L’ambiente tutt’intorno è verdissimo: alberi giganteschi di Pioppo Bianco, le cui altezze sovrastano la basilica, offrono ombra e un po’ di frescura. Appena dietro la chiesa, una zona di stagni dalle acque limpide e verdi è il regno di rane e bisce d’acqua…meglio starne alla larga, anche se non resisto dal fare qualche foto…alle acque, s’intende.
Il posto meriterebbe una sosta-pediluvio, ma abbiamo in programma di visitare anche Aquileia prima di rimetterci in viaggio verso casa.
All’unanimità decidiamo di tralasciare tutta la parte dedicata agli scavi romani esterni, sarebbe come decidere di mettere la testa nel forno microonde e limitiamo la visita alla basilica e al piccolo cimitero militare datato 1915.
Quando arriviamo nei pressi della basilica, troviamo parecchia gente “in attesa” di qualcosa, ma non si capisce bene di cosa. Ben presto, l’arrivo di un carro funebre, ne spiega il motivo. La chiesa viene chiusa alle visite (e ci mancherebbe!) e nell’attesa che termini il funerale, visitiamo i mosaici di recente restauro.
Ancora una volta il caldo ci costringe ad una pausa alla ricerca di un po’ di fresco. È d’obbligo a questo punto una sosta-gelato e perché no, una visitina ad un grazioso negozietto di souvenir, La Casa di Margot, dove adocchio alcune cosette interessanti.

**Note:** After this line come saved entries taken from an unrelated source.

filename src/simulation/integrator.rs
//! Position-Verlet integration and wall clamping
//!
//! Velocity is implicit in `position - previous_position`, so a step only
//! needs the accumulated acceleration:
//!
//! x_n+1 = 2 x_n - x_n-1 + a dt²
//!
//! Clamping moves `position` back inside the walls but leaves
//! `previous_position` alone, so the particle loses the velocity that pushed
//! it out (an inelastic wall).

use rayon::prelude::*;
use rayon::ThreadPool;

use crate::simulation::forces::AccelSet;
use crate::simulation::params::SolverParams;
use crate::simulation::partition::chunk_len;
use crate::simulation::states::{NVec2, Particle};

/// Advance one particle by `dt` and reset its acceleration
pub fn verlet_step(p: &mut Particle, dt: f32) {
    let new_position = 2.0 * p.position - p.previous_position + p.acceleration * (dt * dt);
    p.previous_position = p.position;
    p.position = new_position;
    p.acceleration = NVec2::zeros();
}

/// Clamp each axis of `p.position` into `[margin, size - margin]`
pub fn clamp_to_world(p: &mut Particle, world_size: &NVec2, margin: f32) {
    for axis in 0..2 {
        let hi = world_size[axis] - margin;
        if p.position[axis] > hi {
            p.position[axis] = hi;
        } else if p.position[axis] < margin {
            p.position[axis] = margin;
        }
    }
}

/// Accelerate, step and clamp every particle of `particles`
pub fn integrate_slice(particles: &mut [Particle], forces: &AccelSet, params: &SolverParams, dt: f32) {
    for p in particles.iter_mut() {
        forces.accumulate(p);
        verlet_step(p, dt);
        clamp_to_world(p, &params.world_size, params.margin);
    }
}

/// [`integrate_slice`] on `pool`, one contiguous chunk per task.
///
/// Each task owns its chunk exclusively; nothing else is written.
pub fn integrate_parallel(
    pool: &ThreadPool,
    tasks: usize,
    particles: &mut [Particle],
    forces: &AccelSet,
    params: &SolverParams,
    dt: f32,
) {
    if particles.is_empty() {
        return;
    }
    let chunk = chunk_len(particles.len(), tasks);
    pool.install(|| {
        particles
            .par_chunks_mut(chunk)
            .for_each(|range| integrate_slice(range, forces, params, dt));
    });
}
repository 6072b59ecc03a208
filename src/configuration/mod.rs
pub mod config;
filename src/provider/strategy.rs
//! Error classification hooks for identity-provider transports.
//!
//! Transports collect what they observed about a failure into a [`ProviderErrorContext`] and
//! hand it to a [`ProviderStrategy`], which decides the [`ProviderErrorKind`] flows act on.

// self
use crate::{
	_prelude::*,
	provider::{ProviderErrorKind, ProviderOperation},
};

/// Strategy hook that maps raw provider failures onto [`ProviderErrorKind`].
///
/// Implementors are required to be `Send + Sync`, and the hook works on crate-owned data so
/// downstream crates never depend on reqwest-specific structures.
pub trait ProviderStrategy: Send + Sync {
	/// Classifies a failed call.
	fn classify_error(&self, ctx: &ProviderErrorContext) -> ProviderErrorKind;
}

/// Context passed to provider strategies when classifying failures.
#[derive(Clone, Debug, PartialEq, Eq)]
pub struct ProviderErrorContext {
	/// Call that failed.
	pub operation: ProviderOperation,
	/// HTTP status code returned by the provider, when available.
	pub http_status: Option<u16>,
	/// Provider error type (the `__type` field, namespace stripped).
	pub error_type: Option<String>,
	/// Provider-supplied message.
	pub message: Option<String>,
	/// Indicates whether the failure originated from the network/transport layer.
	pub network_error: bool,
}
impl ProviderErrorContext {
	/// Creates a new context scoped to the provided operation.
	pub fn new(operation: ProviderOperation) -> Self {
		Self { operation, http_status: None, error_type: None, message: None, network_error: false }
	}

	/// Convenience constructor for transport-level/network failures.
	pub fn network_failure(operation: ProviderOperation) -> Self {
		let mut ctx = Self::new(operation);

		ctx.network_error = true;

		ctx
	}

	/// Adds an HTTP status code.
	pub fn with_http_status(mut self, status: u16) -> Self {
		self.http_status = Some(status);

		self
	}

	/// Adds the provider error type, dropping any `namespace#` prefix.
	pub fn with_error_type(mut self, error_type: impl AsRef<str>) -> Self {
		let error_type = error_type.as_ref();
		let short = error_type.rsplit_once('#').map_or(error_type, |(_, short)| short);

		self.error_type = Some(short.to_owned());

		self
	}

	/// Adds the provider message.
	pub fn with_message(mut self, message: impl Into<String>) -> Self {
		self.message = Some(message.into());

		self
	}
}

/// Default strategy for the Cognito JSON protocol.
///
/// Unknown users and bad passwords both classify as [`ProviderErrorKind::InvalidCredentials`].
/// A `NotAuthorizedException` from `GetUser` whose message mentions expiry is the only path to
/// [`ProviderErrorKind::TokenExpired`]. Network failures are never retried as throttling.
#[derive(Debug, Default)]
pub struct DefaultProviderStrategy;
impl Display for DefaultProviderStrategy {
	fn fmt(&self, f: &mut Formatter) -> FmtResult {
		f.write_str("default-provider-strategy")
	}
}
impl ProviderStrategy for DefaultProviderStrategy {
	fn classify_error(&self, ctx: &ProviderErrorContext) -> ProviderErrorKind {
		if ctx.network_error {
			return ProviderErrorKind::Unexpected;
		}
		if let Some(kind) = ctx.error_type.as_deref().and_then(|ty| classify_type(ctx, ty)) {
			return kind;
		}

		classify_status(ctx.http_status)
	}
}

fn classify_type(ctx: &ProviderErrorContext, error_type: &str) -> Option<ProviderErrorKind> {
	let kind = match error_type {
		"NotAuthorizedException"
			if ctx.operation == ProviderOperation::GetUser && mentions_expiry(ctx) =>
			ProviderErrorKind::TokenExpired,
		"NotAuthorizedException" | "UserNotFoundException" => ProviderErrorKind::InvalidCredentials,
		"InvalidPasswordException" => ProviderErrorKind::InvalidNewSecret,
		"UsernameExistsException" => ProviderErrorKind::UsernameExists,
		"TooManyRequestsException" | "ThrottlingException" | "LimitExceededException" =>
			ProviderErrorKind::RateLimited,
		_ => return None,
	};

	Some(kind)
}

fn mentions_expiry(ctx: &ProviderErrorContext) -> bool {
	ctx.message.as_deref().is_some_and(|message| message.to_ascii_lowercase().contains("expired"))
}

fn classify_status(status: Option<u16>) -> ProviderErrorKind {
	match status {
		Some(429) => ProviderErrorKind::RateLimited,
		_ => ProviderErrorKind::Unexpected,
	}
}

#[cfg(test)]
mod tests {
	// self
	use super::*;

	fn classify(ctx: ProviderErrorContext) -> ProviderErrorKind {
		DefaultProviderStrategy.classify_error(&ctx)
	}

	#[test]
	fn unknown_user_and_bad_password_are_indistinguishable() {
		let not_found = ProviderErrorContext::new(ProviderOperation::InitiateAuth)
			.with_http_status(400)
			.with_error_type("UserNotFoundException")
			.with_message("User does not exist.");
		let bad_password = ProviderErrorContext::new(ProviderOperation::InitiateAuth)
			.with_http_status(400)
			.with_error_type("NotAuthorizedException")
			.with_message("Incorrect username or password.");

		assert_eq!(classify(not_found), ProviderErrorKind::InvalidCredentials);
		assert_eq!(classify(bad_password), ProviderErrorKind::InvalidCredentials);
	}

	#[test]
	fn expiry_is_only_recognized_on_get_user() {
		let expired = ProviderErrorContext::new(ProviderOperation::GetUser)
			.with_error_type("NotAuthorizedException")
			.with_message("Access Token has expired");
		let revoked = ProviderErrorContext::new(ProviderOperation::GetUser)
			.with_error_type("NotAuthorizedException")
			.with_message("Access Token has been revoked");
		let refresh = ProviderErrorContext::new(ProviderOperation::InitiateAuth)
			.with_error_type("NotAuthorizedException")
			.with_message("Refresh Token has expired");

		assert_eq!(classify(expired), ProviderErrorKind::TokenExpired);
		assert_eq!(classify(revoked), ProviderErrorKind::InvalidCredentials);
		assert_eq!(classify(refresh), ProviderErrorKind::InvalidCredentials);
	}

	#[test]
	fn namespaced_types_and_status_fallbacks() {
		let namespaced = ProviderErrorContext::new(ProviderOperation::CreateUser)
			.with_error_type("com.amazonaws.cognito#UsernameExistsException");
		let throttled = ProviderErrorContext::new(ProviderOperation::GetUser).with_http_status(429);
		let policy = ProviderErrorContext::new(ProviderOperation::RespondToChallenge)
			.with_error_type("InvalidPasswordException");
		let server = ProviderErrorContext::new(ProviderOperation::GetUser).with_http_status(500);
		let network = ProviderErrorContext::network_failure(ProviderOperation::InitiateAuth);

		assert_eq!(classify(namespaced), ProviderErrorKind::UsernameExists);
		assert_eq!(classify(throttled), ProviderErrorKind::RateLimited);
		assert_eq!(classify(policy), ProviderErrorKind::InvalidNewSecret);
		assert_eq!(classify(server), ProviderErrorKind::Unexpected);
		assert_eq!(classify(network), ProviderErrorKind::Unexpected);
	}
}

Il funerale finisce e finalmente abbiamo accesso alla basilica. Io, però, devo bardarmi con dei teli per coprire le spalle e le gambe, i miei bermuda e la mia maglietta senza maniche (non è una canotta!) non sono ammessi, potrei scandalizzare qualcuno. Mi sento una pastorella del presepe, messa così davvero sono l’attrazione dei turisti: mi fissano e sorridono; infatti mi guardo intorno e scopro che una donna con dei pantaloncini ben più corti dei miei, con le natiche quasi al vento, gironzola tra le navate della chiesa con nonchalance…Sento salirmi la pressione, mi arrabbio e liberandomi di tutto l’ambaradan, esco con stizza dalla chiesa. Sono furente: queste regole o le fanno seguire a tutti, o ne facciano a meno! Stanno lì a guardare i centimetri di pelle scoperta e non si accorgono di chi accende le candele senza nemmeno fare un’offerta. È scandaloso, ho visto anche questo! Il mio abbigliamento non era assolutamente fuori luogo, non mi sarebbe mai balenata l’idea di entrare in chiesa se avessi ritenuto che il mio abbigliamento fosse stato inopportuno!
Il Cimitero degli Eroi è di grande impatto emotivo. Le croci in ferro battuto sono disposte su più file, tutte uguali e ben ordinate. L’Angelo della Carità, una scultura bronzea che rappresenta un soldato morente sostenuto da una figura femminile è talmente reale che mi commuove ed è impossibile non fare una sosta meditativa davanti al Monumento dei dieci Militi Ignoti, dove ai suoi piedi, fu sepolta, per volontà della medesima, Maria Bergamas, la madre triestina che scelse la salma dell’undicesimo Milite Ignoto traslato all’Altare della Patria a Roma.
I cimiteri militari sono luoghi meditativi: ogni tanto farvi una visita serve a ricordare di quale fortuna stringiamo tra le mani, noi che di guerra ne abbiamo sempre sentito solo parlare e viste alcune immagini...
Partiamo da Aquileia non prima d’essere passati dalla fontana pubblica: acqua freschissima da bere, acqua fresca da smorzare i fumi della rabbia…
Il tempo del rientro non ha superato i limiti di quello dell’andata. Nonostante il traffico ed il formarsi della coda in alcuni punti, dopo circa sei ore respiriamo aria di casa.
Ogni luogo che mi ospita anche solo per una breve vacanza, mi lascia sempre qualcosa di piacevole da ricordare. La spensieratezza dei giorni trascorsi con calma, una risata, una foto, un termine dialettale: ognuna di queste cose, anche se al momento in cui le ho vissute non vi ho fatto molto caso, una volta finita la vacanza, ritornano in mente e mi fanno sorridere.
Ecco qual è la vera medicina per alleggerire le mie prossime solite giornate.